**RECORDS FOR THIS TASK:**

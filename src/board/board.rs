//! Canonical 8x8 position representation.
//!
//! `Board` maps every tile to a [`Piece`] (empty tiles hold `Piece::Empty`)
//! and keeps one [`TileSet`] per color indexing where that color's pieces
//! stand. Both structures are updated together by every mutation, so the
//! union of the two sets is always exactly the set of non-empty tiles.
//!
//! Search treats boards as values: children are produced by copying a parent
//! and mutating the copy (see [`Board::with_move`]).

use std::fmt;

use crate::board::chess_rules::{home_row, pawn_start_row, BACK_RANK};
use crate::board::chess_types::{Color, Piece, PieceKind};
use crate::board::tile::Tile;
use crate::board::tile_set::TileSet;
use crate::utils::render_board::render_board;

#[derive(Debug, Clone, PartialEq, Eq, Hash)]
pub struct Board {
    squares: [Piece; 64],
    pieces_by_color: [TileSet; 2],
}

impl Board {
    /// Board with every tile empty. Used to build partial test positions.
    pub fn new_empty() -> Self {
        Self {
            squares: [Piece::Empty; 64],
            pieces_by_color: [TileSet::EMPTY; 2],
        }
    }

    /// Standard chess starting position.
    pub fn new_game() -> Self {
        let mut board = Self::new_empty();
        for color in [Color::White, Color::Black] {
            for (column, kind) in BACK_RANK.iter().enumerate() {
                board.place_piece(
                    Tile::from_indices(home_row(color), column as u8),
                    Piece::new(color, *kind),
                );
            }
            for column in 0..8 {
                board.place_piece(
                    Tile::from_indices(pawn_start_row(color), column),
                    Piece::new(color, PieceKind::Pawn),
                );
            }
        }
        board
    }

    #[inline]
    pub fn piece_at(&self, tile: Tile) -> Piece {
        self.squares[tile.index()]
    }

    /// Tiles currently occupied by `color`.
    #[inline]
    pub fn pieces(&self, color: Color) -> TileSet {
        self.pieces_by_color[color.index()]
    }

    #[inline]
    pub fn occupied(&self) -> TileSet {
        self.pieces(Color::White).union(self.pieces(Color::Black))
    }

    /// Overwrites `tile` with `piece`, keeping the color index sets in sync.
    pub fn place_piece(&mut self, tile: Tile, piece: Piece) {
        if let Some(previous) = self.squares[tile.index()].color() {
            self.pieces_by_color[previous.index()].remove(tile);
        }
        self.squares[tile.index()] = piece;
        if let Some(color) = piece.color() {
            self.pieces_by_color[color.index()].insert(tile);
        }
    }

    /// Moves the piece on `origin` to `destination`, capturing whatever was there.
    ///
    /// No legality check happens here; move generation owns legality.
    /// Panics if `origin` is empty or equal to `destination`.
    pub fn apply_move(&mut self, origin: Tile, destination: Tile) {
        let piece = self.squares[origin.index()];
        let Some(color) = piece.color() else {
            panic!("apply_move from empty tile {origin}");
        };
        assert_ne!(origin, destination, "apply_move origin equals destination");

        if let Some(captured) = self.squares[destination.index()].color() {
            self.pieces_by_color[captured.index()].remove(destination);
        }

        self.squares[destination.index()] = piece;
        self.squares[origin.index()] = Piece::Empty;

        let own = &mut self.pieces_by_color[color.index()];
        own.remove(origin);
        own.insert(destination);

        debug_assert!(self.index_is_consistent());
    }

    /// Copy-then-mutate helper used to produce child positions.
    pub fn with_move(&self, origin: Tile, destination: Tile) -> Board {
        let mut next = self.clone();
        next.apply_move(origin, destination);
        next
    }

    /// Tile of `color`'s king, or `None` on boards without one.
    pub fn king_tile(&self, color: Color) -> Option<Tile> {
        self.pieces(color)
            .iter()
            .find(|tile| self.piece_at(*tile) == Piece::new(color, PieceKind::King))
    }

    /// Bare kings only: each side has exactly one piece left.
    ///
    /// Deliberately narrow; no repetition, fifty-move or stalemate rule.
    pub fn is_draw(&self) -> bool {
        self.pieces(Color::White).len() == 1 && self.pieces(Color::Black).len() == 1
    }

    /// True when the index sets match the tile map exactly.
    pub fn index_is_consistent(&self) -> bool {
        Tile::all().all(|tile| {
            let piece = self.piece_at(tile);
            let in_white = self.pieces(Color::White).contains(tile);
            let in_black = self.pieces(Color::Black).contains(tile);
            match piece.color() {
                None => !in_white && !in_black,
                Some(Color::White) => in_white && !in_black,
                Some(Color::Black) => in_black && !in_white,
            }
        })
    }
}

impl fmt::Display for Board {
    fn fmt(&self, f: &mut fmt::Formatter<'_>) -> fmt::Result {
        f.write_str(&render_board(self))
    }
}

--

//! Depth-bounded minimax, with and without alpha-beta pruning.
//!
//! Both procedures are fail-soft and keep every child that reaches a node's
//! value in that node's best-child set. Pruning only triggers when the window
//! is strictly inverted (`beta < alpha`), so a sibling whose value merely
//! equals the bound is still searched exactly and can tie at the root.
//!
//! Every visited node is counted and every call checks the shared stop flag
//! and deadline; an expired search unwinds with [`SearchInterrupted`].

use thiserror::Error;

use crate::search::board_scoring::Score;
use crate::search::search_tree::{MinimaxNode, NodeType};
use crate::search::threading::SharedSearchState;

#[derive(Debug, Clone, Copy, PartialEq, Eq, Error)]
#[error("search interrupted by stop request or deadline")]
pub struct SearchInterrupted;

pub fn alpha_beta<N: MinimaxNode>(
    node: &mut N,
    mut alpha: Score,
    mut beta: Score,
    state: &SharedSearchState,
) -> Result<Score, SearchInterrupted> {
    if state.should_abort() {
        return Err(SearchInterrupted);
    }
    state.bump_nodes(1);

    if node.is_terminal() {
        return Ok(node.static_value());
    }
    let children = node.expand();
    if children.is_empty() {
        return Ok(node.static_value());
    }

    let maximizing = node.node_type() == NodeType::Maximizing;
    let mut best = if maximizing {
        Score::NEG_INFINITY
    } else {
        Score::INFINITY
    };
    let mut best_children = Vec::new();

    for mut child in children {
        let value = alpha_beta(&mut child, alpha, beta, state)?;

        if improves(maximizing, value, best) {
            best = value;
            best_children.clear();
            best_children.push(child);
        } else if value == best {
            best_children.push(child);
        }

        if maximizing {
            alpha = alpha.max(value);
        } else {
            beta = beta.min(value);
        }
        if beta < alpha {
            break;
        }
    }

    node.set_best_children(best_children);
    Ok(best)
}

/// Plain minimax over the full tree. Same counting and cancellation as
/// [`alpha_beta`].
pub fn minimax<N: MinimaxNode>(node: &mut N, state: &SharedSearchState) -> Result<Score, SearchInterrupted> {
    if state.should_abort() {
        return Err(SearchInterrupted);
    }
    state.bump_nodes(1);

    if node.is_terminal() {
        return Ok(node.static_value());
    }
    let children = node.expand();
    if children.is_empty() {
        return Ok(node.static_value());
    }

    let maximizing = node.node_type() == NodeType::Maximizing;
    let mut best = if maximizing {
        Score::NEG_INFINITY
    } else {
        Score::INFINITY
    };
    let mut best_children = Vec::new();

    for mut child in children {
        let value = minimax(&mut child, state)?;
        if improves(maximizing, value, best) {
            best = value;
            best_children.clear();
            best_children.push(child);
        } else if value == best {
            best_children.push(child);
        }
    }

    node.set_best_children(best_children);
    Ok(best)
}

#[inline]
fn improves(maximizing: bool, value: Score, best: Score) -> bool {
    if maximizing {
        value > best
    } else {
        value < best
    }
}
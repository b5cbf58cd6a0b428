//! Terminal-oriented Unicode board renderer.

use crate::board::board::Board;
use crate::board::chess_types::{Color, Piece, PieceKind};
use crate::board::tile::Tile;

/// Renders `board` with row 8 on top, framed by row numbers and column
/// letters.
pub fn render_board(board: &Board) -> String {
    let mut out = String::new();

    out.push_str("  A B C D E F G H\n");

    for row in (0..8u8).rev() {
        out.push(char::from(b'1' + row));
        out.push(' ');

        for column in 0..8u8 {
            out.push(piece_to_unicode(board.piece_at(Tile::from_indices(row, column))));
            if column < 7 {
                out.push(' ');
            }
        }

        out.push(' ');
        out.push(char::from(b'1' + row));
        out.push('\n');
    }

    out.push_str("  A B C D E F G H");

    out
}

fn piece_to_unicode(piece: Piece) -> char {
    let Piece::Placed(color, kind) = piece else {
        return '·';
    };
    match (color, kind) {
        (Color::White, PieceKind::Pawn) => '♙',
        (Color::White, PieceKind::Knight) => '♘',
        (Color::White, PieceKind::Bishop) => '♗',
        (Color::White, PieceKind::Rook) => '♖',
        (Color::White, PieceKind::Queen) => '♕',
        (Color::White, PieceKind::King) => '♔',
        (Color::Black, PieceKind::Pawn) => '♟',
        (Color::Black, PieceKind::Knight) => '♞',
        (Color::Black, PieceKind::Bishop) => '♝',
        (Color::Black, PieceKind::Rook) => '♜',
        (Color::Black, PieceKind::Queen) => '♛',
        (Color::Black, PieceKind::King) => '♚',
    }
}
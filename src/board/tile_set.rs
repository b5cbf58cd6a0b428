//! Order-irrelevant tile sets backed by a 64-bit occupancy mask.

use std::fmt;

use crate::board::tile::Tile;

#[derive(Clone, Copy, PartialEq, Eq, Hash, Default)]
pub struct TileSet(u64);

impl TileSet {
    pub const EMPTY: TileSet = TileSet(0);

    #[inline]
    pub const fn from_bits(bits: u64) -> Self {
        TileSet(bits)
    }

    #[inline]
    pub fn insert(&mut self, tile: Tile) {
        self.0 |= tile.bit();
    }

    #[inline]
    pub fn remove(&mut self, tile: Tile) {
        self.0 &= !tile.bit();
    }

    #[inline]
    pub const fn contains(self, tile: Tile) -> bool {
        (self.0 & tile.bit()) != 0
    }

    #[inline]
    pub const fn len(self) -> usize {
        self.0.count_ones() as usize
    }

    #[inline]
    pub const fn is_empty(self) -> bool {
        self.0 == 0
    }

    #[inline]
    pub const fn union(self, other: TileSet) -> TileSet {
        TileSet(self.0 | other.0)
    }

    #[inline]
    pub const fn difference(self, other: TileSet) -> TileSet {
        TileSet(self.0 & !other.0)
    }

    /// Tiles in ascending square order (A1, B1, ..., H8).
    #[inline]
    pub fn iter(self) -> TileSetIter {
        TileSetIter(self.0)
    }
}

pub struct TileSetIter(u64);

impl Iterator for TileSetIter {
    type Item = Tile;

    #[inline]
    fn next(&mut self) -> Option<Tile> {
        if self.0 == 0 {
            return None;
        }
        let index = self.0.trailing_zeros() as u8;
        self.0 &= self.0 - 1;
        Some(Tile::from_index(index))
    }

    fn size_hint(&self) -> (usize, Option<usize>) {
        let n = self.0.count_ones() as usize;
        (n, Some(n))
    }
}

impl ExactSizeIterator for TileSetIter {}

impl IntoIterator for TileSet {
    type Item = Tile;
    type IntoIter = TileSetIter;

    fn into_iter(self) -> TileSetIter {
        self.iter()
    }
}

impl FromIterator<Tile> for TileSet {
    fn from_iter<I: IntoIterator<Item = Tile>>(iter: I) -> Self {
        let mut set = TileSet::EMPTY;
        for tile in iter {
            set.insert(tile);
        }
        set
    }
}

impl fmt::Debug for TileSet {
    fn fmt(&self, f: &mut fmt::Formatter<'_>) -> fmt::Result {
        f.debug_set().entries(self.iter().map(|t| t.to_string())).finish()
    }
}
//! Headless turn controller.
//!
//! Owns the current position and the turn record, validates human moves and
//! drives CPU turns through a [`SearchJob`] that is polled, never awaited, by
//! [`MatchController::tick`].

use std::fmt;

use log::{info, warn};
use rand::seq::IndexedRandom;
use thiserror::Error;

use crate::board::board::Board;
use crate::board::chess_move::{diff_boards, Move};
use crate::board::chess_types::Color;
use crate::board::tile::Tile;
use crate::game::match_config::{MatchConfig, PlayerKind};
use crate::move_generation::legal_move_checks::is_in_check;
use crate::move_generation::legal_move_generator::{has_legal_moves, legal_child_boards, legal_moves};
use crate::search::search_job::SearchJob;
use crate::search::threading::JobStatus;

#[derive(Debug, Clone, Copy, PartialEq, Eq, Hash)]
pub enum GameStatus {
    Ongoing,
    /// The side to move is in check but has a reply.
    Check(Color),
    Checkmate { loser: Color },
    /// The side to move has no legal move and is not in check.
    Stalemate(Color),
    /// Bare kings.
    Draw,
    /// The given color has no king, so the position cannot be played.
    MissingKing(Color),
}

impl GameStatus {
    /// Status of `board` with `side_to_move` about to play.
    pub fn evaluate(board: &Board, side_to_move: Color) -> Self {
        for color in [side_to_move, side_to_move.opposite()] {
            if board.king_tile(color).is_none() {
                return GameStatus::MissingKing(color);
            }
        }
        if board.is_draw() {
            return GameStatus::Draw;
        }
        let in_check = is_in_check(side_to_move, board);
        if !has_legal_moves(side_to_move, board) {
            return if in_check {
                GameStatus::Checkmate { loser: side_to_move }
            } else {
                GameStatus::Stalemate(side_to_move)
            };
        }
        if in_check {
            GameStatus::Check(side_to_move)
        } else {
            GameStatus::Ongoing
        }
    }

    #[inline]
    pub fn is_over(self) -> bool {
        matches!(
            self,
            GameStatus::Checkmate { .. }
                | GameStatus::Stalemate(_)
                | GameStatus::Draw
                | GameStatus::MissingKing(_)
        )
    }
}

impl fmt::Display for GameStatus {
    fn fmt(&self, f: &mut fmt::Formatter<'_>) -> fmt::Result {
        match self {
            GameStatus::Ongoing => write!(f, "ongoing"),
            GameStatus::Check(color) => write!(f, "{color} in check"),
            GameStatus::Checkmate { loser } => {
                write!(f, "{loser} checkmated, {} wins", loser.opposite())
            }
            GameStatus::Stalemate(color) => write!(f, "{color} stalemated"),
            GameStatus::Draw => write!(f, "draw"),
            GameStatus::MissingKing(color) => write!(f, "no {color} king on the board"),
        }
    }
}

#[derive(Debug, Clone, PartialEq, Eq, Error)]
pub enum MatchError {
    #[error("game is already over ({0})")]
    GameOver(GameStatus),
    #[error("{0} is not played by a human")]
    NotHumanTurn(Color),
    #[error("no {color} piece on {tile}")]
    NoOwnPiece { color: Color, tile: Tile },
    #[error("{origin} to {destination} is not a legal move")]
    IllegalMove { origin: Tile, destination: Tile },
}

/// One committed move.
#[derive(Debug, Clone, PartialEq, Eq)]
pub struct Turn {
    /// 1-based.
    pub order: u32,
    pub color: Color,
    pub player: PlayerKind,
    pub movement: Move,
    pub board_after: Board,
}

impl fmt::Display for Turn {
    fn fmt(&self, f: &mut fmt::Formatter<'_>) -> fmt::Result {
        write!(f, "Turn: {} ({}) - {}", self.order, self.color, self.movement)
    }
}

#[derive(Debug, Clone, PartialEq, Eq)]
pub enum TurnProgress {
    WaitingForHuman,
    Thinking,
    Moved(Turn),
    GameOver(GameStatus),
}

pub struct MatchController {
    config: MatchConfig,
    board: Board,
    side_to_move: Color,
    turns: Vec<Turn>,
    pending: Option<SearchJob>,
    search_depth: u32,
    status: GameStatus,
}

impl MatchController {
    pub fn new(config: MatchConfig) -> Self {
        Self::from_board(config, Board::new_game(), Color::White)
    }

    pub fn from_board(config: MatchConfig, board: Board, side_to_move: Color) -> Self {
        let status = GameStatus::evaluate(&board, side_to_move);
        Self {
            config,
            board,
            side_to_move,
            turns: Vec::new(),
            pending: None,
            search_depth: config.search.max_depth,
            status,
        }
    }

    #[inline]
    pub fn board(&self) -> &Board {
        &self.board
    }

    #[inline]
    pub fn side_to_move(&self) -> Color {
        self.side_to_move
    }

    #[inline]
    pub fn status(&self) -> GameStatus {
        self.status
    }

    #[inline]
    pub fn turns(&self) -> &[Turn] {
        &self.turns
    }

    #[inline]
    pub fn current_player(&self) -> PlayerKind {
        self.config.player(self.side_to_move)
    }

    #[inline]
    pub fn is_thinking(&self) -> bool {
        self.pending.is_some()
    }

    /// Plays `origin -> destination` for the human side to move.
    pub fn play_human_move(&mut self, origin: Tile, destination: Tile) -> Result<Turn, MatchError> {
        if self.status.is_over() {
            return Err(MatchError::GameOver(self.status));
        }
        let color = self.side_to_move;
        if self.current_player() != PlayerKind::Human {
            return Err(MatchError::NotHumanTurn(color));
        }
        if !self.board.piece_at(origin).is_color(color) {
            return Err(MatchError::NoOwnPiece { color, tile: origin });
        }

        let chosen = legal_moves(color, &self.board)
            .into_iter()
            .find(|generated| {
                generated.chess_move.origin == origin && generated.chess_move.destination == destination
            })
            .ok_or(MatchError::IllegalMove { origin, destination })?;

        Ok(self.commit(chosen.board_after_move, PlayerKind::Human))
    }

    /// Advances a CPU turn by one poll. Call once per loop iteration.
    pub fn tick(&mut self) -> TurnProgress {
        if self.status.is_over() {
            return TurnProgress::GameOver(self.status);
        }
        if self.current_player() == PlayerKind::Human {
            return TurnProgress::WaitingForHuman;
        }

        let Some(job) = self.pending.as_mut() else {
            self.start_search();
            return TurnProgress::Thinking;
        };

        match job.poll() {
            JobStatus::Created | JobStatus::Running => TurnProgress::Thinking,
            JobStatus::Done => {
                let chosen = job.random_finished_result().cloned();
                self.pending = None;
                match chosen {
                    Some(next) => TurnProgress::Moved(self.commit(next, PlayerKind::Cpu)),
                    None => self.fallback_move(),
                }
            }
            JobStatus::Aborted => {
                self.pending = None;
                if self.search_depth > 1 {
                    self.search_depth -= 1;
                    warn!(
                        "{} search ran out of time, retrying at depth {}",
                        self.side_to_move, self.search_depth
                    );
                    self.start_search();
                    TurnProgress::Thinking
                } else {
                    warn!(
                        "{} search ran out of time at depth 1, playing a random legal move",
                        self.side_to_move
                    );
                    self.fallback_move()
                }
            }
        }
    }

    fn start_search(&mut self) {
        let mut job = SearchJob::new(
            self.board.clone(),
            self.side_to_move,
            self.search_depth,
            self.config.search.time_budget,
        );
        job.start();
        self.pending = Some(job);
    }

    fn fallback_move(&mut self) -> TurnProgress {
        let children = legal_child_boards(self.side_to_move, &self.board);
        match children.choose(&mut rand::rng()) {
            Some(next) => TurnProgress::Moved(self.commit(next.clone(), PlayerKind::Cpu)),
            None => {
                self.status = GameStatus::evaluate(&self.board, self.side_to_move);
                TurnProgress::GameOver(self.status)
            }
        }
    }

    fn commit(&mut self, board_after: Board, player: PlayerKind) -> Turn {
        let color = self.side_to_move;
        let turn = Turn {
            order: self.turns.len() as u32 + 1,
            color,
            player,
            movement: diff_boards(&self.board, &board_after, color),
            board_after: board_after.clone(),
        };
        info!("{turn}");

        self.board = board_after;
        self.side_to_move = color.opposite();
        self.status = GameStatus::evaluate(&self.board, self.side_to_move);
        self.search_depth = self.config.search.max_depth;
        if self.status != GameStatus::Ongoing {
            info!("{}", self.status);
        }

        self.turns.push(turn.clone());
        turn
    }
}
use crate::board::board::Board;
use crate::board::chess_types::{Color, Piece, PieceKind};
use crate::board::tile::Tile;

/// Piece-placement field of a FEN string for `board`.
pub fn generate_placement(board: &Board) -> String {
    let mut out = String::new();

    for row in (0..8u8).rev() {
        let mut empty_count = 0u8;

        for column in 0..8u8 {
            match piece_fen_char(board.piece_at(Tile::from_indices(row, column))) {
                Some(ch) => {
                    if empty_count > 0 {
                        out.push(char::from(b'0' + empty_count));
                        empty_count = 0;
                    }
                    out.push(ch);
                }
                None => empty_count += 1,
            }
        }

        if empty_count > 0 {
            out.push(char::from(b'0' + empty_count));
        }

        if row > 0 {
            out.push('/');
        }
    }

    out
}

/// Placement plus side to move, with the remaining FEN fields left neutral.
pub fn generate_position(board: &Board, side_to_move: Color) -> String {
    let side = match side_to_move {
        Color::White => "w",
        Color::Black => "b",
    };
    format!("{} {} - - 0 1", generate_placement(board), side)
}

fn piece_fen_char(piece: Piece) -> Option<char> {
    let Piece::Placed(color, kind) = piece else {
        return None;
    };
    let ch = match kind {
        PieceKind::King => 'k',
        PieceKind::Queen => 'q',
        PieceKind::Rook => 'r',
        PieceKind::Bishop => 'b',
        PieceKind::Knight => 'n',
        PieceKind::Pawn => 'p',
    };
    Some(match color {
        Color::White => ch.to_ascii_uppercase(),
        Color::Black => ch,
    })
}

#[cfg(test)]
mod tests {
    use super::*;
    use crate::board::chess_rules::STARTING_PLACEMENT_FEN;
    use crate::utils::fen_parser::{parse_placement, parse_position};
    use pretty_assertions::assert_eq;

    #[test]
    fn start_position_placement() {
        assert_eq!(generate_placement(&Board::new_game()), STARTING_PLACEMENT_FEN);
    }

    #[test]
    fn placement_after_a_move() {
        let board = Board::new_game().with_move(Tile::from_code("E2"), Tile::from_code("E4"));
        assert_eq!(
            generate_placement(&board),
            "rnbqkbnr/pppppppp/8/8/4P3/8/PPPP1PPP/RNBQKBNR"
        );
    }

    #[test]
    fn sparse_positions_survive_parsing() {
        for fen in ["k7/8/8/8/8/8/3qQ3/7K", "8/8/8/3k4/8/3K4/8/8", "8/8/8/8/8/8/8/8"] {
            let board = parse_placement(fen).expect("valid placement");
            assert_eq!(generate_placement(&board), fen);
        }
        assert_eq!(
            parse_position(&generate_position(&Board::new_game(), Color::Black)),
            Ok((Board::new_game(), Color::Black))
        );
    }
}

**WHAT TO PRODUCE:** For every line of the listing above that contains "next", add one, and report the final tally with no other words.

**TASK SOLUTION:** 6